Directions for this task :: Output the data word for word. Begin at its first line and end at the line with "assert!(program.execute(0).is_err());".

---------- Supplied records

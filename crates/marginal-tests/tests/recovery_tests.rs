//! Failure surfaces and recovery: contradictory observations fail at the
//! unit that detects them, and correcting the observation lets the same
//! program recompute cleanly.

use marginal_core::engine::errors::RuntimeError;
use marginal_core::engine::observed::ObservedValue;
use marginal_models::constraints::negation_program;
use marginal_models::noisy_count::noisy_count;

#[test]
fn contradictory_negation_fails_then_recovers() {
    let mut program = negation_program().unwrap();
    program.set_observed("a", ObservedValue::Bool(true)).unwrap();
    program.set_observed("b", ObservedValue::Bool(true)).unwrap();

    let err = program.execute(0).unwrap_err();
    assert!(matches!(err, RuntimeError::ConstraintViolated(_)));

    // Correct the contradicting observation; the failed unit re-runs.
    program.set_observed("b", ObservedValue::Bool(false)).unwrap();
    program.execute(0).unwrap();
    let b = program.marginal("b").unwrap().bernoulli().unwrap();
    assert!(b.is_point_mass());
    assert_eq!(b.prob_true(), 0.0);
}

#[test]
fn failed_unit_retries_on_the_next_request_without_reobservation() {
    let mut program = negation_program().unwrap();
    program.set_observed("a", ObservedValue::Bool(false)).unwrap();
    program.set_observed("b", ObservedValue::Bool(false)).unwrap();

    assert!(program.execute(0).is_err());
    // Nothing changed: the unit is still stale and fails identically.
    assert!(matches!(
        program.execute(0),
        Err(RuntimeError::ConstraintViolated(_))
    ));

    program.set_observed("b", ObservedValue::Bool(true)).unwrap();
    program.execute(0).unwrap();
    assert_eq!(
        program.marginal("b").unwrap().bernoulli().unwrap().prob_true(),
        1.0
    );
}

#[test]
fn noiseless_contradictory_draws_have_no_posterior_support() {
    // With a flip probability of zero, a true and a false draw of the same
    // binary count cannot both happen.
    let mut program = noisy_count(2, 2, 0.0).unwrap();
    program
        .set_observed("draws", ObservedValue::Bools(vec![true, false]))
        .unwrap();
    let err = program.execute(1).unwrap_err();
    assert!(matches!(err, RuntimeError::ConstraintViolated(_)));
}

#[test]
fn noisy_draws_keep_support_everywhere() {
    let mut program = noisy_count(2, 2, 0.1).unwrap();
    program
        .set_observed("draws", ObservedValue::Bools(vec![true, false]))
        .unwrap();
    program.execute(1).unwrap();
    let posterior = program.marginal("count").unwrap();
    let probs = posterior.discrete().unwrap().probs().to_vec();
    assert_eq!(probs.len(), 2);
    assert!(probs.iter().all(|&p| p > 0.0));
}

#[test]
fn executing_before_observing_inputs_is_an_execution_error() {
    let mut program = negation_program().unwrap();
    program.set_observed("a", ObservedValue::Bool(true)).unwrap();
    assert!(matches!(
        program.execute(0),
        Err(RuntimeError::Execution(_))
    ));
}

--------------------

Task response ::
filename crates/marginal-tests/tests/recovery_tests.rs
//! Failure surfaces and recovery: contradictory observations fail at the
//! unit that detects them, and correcting the observation lets the same
//! program recompute cleanly.

use marginal_core::engine::errors::RuntimeError;
use marginal_core::engine::observed::ObservedValue;
use marginal_models::constraints::negation_program;
use marginal_models::noisy_count::noisy_count;

#[test]
fn contradictory_negation_fails_then_recovers() {
    let mut program = negation_program().unwrap();
    program.set_observed("a", ObservedValue::Bool(true)).unwrap();
    program.set_observed("b", ObservedValue::Bool(true)).unwrap();

    let err = program.execute(0).unwrap_err();
    assert!(matches!(err, RuntimeError::ConstraintViolated(_)));

    // Correct the contradicting observation; the failed unit re-runs.
    program.set_observed("b", ObservedValue::Bool(false)).unwrap();
    program.execute(0).unwrap();
    let b = program.marginal("b").unwrap().bernoulli().unwrap();
    assert!(b.is_point_mass());
    assert_eq!(b.prob_true(), 0.0);
}

#[test]
fn failed_unit_retries_on_the_next_request_without_reobservation() {
    let mut program = negation_program().unwrap();
    program.set_observed("a", ObservedValue::Bool(false)).unwrap();
    program.set_observed("b", ObservedValue::Bool(false)).unwrap();

    assert!(program.execute(0).is_err());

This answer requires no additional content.